| What you should do |
When a line below contains the word "display", copy that line.

| Information supplied |
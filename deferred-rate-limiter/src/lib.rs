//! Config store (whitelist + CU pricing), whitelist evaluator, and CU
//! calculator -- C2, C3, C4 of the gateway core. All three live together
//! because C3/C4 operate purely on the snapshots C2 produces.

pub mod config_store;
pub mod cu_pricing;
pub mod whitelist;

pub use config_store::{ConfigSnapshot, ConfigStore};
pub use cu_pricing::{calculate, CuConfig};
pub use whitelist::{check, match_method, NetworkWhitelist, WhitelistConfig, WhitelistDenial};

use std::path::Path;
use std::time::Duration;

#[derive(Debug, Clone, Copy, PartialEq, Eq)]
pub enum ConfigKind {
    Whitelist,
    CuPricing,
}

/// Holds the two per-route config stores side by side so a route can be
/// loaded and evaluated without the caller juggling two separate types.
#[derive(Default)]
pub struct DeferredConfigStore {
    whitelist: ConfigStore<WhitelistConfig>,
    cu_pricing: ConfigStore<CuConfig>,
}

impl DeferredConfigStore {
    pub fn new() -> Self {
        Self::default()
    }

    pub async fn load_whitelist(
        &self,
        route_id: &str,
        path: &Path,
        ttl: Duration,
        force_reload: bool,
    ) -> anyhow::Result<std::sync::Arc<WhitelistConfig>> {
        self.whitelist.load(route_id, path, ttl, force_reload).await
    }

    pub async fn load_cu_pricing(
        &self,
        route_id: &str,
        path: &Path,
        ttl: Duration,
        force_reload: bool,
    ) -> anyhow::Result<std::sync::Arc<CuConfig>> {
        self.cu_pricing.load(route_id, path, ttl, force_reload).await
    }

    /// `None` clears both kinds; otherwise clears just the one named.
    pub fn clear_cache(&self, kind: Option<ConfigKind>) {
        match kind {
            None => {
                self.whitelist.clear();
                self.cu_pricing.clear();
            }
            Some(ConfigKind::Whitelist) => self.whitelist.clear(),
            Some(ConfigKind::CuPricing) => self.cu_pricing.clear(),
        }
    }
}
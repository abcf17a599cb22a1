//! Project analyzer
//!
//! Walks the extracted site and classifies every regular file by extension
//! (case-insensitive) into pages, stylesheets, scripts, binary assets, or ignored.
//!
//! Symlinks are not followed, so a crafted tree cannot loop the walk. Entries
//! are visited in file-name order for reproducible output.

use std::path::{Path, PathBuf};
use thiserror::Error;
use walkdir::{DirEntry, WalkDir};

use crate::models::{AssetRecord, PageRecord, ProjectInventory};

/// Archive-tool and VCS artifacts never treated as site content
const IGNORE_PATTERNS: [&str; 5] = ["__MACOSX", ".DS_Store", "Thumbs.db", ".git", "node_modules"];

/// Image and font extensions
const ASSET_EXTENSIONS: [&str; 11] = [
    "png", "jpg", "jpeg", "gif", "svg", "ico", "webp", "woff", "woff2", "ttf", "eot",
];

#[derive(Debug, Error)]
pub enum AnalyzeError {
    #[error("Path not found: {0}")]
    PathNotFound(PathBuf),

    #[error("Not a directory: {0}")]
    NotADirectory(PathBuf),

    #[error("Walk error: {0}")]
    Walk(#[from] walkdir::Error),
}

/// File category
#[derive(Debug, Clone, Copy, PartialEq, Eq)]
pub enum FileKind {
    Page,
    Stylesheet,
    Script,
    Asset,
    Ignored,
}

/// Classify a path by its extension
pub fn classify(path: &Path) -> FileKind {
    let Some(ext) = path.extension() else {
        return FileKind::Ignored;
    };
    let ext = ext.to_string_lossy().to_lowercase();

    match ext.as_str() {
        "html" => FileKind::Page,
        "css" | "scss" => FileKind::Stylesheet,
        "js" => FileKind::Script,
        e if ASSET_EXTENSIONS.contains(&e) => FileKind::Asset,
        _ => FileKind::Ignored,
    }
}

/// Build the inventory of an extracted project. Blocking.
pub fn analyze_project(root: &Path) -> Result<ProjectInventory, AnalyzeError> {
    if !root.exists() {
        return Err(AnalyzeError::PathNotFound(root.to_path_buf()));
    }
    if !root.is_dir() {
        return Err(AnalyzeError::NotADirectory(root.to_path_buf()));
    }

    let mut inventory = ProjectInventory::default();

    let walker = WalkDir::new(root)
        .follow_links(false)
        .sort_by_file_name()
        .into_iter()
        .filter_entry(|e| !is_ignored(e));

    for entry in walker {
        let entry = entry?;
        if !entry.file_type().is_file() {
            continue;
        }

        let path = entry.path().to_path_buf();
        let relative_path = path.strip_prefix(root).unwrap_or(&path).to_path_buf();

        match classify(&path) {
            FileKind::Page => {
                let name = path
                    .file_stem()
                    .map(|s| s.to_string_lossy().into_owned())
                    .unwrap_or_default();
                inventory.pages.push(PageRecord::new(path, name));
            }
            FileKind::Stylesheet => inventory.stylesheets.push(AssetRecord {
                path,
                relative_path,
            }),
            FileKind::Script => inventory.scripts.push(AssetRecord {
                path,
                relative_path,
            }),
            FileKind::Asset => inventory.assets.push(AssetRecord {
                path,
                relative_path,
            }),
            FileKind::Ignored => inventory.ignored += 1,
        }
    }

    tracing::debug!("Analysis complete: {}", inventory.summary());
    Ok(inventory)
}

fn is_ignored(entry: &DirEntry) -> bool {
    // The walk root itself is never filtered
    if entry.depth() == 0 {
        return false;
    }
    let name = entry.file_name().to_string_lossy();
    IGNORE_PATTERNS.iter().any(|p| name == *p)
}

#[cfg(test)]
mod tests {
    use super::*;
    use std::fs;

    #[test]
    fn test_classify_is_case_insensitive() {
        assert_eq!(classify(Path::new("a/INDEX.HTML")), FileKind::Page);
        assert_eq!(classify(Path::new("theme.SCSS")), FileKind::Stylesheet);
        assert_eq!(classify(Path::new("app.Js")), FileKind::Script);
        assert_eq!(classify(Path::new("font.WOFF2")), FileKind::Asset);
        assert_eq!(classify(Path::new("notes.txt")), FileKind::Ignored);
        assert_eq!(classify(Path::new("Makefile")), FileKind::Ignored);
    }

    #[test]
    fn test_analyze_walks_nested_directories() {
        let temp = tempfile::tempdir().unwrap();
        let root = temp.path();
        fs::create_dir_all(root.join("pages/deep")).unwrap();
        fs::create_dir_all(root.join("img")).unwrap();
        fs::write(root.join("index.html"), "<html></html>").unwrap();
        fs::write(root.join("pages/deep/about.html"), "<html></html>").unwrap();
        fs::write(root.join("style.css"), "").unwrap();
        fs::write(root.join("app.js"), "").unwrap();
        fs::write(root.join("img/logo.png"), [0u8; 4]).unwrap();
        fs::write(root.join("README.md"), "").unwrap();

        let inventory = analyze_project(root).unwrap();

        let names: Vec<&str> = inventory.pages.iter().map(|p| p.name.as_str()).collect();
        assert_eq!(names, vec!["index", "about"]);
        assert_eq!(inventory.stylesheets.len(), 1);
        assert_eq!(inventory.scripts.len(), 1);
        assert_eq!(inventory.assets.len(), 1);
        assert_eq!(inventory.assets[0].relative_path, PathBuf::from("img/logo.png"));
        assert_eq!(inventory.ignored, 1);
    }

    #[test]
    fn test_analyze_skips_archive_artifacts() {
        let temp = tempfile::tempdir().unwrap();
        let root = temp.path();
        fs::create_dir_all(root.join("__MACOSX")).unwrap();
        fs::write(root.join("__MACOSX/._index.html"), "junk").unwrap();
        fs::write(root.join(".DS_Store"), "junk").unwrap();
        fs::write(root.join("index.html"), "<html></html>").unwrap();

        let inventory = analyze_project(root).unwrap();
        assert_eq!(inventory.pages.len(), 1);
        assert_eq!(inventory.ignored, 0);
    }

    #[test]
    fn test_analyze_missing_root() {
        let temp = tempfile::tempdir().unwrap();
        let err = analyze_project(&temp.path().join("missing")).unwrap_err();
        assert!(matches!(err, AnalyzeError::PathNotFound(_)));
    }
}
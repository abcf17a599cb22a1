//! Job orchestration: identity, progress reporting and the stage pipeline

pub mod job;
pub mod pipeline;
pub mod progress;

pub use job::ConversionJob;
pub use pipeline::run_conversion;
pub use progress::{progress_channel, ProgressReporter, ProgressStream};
* * *
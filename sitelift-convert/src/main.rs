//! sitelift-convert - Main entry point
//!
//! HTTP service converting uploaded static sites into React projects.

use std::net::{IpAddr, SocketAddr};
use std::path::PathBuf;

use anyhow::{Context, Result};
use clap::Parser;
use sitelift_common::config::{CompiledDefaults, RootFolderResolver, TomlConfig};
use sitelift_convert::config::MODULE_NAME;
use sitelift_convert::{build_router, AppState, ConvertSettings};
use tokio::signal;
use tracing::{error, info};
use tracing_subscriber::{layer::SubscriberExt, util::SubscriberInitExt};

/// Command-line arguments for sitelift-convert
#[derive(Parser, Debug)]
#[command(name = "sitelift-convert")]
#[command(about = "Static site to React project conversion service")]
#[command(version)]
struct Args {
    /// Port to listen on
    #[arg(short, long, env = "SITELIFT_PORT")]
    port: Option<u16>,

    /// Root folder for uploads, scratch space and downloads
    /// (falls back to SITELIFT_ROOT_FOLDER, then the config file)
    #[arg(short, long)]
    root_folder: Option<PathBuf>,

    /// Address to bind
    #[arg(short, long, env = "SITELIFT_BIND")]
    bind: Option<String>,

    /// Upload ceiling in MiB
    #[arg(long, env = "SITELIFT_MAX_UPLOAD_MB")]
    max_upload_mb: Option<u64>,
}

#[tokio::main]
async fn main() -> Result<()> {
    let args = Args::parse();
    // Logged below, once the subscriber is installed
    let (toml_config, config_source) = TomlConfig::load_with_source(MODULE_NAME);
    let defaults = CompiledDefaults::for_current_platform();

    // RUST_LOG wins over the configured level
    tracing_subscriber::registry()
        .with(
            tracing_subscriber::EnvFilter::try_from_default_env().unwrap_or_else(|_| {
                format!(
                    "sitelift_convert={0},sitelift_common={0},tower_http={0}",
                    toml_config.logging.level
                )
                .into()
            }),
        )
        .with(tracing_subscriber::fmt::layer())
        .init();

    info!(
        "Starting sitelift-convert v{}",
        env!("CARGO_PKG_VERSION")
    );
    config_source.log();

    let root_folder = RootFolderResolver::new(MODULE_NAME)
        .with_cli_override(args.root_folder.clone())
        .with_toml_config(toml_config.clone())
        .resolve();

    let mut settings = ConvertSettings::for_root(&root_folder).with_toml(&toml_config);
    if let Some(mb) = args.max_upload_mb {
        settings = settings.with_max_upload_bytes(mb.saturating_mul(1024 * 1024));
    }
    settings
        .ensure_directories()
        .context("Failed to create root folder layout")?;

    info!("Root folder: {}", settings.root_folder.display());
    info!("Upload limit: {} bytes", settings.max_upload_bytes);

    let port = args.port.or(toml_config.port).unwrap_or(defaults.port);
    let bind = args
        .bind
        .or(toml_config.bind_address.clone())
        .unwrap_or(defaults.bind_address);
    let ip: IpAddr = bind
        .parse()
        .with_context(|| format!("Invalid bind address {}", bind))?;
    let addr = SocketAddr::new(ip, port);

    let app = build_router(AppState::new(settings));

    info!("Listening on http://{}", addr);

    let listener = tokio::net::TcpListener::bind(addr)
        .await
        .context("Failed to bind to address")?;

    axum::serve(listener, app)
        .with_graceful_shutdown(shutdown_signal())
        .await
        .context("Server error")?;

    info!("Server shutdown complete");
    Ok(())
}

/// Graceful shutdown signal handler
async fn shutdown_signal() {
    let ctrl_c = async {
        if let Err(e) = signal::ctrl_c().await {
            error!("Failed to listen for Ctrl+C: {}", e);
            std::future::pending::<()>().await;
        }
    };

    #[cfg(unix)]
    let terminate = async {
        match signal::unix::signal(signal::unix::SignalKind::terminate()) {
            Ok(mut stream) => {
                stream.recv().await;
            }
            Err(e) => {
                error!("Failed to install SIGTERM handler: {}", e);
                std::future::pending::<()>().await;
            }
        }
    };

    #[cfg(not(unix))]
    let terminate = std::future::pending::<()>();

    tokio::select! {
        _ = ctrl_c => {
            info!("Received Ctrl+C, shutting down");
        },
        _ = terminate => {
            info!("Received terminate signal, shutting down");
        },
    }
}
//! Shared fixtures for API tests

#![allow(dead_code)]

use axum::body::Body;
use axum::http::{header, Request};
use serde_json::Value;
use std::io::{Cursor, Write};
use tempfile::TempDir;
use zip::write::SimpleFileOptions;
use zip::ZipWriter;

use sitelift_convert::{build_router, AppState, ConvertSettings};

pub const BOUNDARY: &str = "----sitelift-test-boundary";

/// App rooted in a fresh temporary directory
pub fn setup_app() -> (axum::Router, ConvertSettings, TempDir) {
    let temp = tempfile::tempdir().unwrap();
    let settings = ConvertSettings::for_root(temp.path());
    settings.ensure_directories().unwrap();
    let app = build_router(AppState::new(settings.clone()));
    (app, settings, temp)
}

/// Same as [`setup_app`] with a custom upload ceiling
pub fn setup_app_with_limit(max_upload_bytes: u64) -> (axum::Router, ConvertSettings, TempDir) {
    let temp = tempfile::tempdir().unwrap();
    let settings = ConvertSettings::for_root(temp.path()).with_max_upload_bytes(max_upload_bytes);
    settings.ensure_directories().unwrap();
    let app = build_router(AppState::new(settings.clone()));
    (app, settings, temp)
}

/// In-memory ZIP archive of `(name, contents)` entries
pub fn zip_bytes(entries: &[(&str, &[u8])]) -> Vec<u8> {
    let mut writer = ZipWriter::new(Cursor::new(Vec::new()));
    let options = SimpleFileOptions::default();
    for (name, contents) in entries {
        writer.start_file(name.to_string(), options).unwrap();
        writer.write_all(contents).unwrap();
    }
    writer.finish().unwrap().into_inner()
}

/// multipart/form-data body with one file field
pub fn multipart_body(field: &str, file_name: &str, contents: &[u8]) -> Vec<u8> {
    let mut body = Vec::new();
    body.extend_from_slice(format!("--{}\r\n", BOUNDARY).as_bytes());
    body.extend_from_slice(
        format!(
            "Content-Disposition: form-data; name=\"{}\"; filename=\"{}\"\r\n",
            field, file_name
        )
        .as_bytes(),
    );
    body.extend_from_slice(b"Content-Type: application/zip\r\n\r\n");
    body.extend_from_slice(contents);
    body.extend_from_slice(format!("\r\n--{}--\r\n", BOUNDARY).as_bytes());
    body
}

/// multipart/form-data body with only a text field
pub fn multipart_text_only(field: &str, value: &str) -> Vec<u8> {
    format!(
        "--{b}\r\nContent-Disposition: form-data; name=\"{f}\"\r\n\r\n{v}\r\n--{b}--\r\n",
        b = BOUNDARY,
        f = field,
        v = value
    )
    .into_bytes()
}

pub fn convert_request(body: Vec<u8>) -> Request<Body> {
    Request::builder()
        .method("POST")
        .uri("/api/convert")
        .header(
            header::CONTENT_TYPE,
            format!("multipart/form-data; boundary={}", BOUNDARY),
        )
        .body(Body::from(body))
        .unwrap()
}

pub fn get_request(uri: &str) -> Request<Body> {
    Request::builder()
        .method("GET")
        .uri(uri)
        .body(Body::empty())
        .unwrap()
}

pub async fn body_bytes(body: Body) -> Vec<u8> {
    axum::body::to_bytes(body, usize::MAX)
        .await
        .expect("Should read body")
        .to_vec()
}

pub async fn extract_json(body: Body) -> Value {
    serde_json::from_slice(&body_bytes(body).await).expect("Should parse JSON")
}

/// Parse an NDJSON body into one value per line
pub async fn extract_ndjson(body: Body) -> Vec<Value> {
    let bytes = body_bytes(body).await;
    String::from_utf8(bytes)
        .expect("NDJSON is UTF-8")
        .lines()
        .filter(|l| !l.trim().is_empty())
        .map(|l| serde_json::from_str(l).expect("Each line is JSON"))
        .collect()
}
--
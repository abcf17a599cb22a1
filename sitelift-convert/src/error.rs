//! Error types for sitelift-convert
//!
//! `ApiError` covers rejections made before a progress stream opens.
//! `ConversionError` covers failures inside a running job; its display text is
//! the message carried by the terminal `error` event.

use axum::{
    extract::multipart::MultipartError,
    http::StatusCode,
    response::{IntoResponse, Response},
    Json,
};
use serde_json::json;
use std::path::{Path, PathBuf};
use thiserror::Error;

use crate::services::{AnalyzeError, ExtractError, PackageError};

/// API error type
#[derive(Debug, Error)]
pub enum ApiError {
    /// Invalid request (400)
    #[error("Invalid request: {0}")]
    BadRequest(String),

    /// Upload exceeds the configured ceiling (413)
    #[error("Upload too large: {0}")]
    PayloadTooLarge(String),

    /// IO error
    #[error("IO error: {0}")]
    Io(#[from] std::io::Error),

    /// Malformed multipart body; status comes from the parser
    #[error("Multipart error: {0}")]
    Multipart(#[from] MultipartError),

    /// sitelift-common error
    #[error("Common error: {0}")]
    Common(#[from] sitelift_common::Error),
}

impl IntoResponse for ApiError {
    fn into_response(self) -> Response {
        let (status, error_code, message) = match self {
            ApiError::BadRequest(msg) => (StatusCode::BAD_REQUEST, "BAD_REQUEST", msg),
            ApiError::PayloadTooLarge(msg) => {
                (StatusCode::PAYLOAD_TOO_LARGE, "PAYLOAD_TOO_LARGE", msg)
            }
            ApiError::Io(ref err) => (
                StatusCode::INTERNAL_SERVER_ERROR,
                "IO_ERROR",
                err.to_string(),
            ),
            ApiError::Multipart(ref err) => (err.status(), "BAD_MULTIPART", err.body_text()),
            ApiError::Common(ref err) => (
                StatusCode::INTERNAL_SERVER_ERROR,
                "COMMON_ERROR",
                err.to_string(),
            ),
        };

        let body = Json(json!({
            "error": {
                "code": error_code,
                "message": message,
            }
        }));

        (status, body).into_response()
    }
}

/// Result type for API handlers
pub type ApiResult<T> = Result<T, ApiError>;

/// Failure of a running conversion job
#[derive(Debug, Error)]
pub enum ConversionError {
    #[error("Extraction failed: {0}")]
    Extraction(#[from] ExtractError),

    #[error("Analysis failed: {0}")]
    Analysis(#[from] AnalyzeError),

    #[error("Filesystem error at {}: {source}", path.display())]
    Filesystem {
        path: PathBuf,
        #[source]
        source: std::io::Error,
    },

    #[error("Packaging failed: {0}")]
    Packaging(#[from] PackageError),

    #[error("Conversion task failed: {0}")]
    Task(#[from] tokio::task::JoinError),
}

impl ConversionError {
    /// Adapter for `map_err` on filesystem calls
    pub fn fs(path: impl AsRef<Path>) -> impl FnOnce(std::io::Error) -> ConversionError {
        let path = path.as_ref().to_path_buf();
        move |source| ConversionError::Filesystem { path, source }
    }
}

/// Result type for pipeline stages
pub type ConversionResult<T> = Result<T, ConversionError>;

| Task answer |
    info!("Root folder: {}", settings.root_folder.display());
//! `ConversionError` covers failures inside a running job; its display text is
    #[error("Filesystem error at {}: {source}", path.display())]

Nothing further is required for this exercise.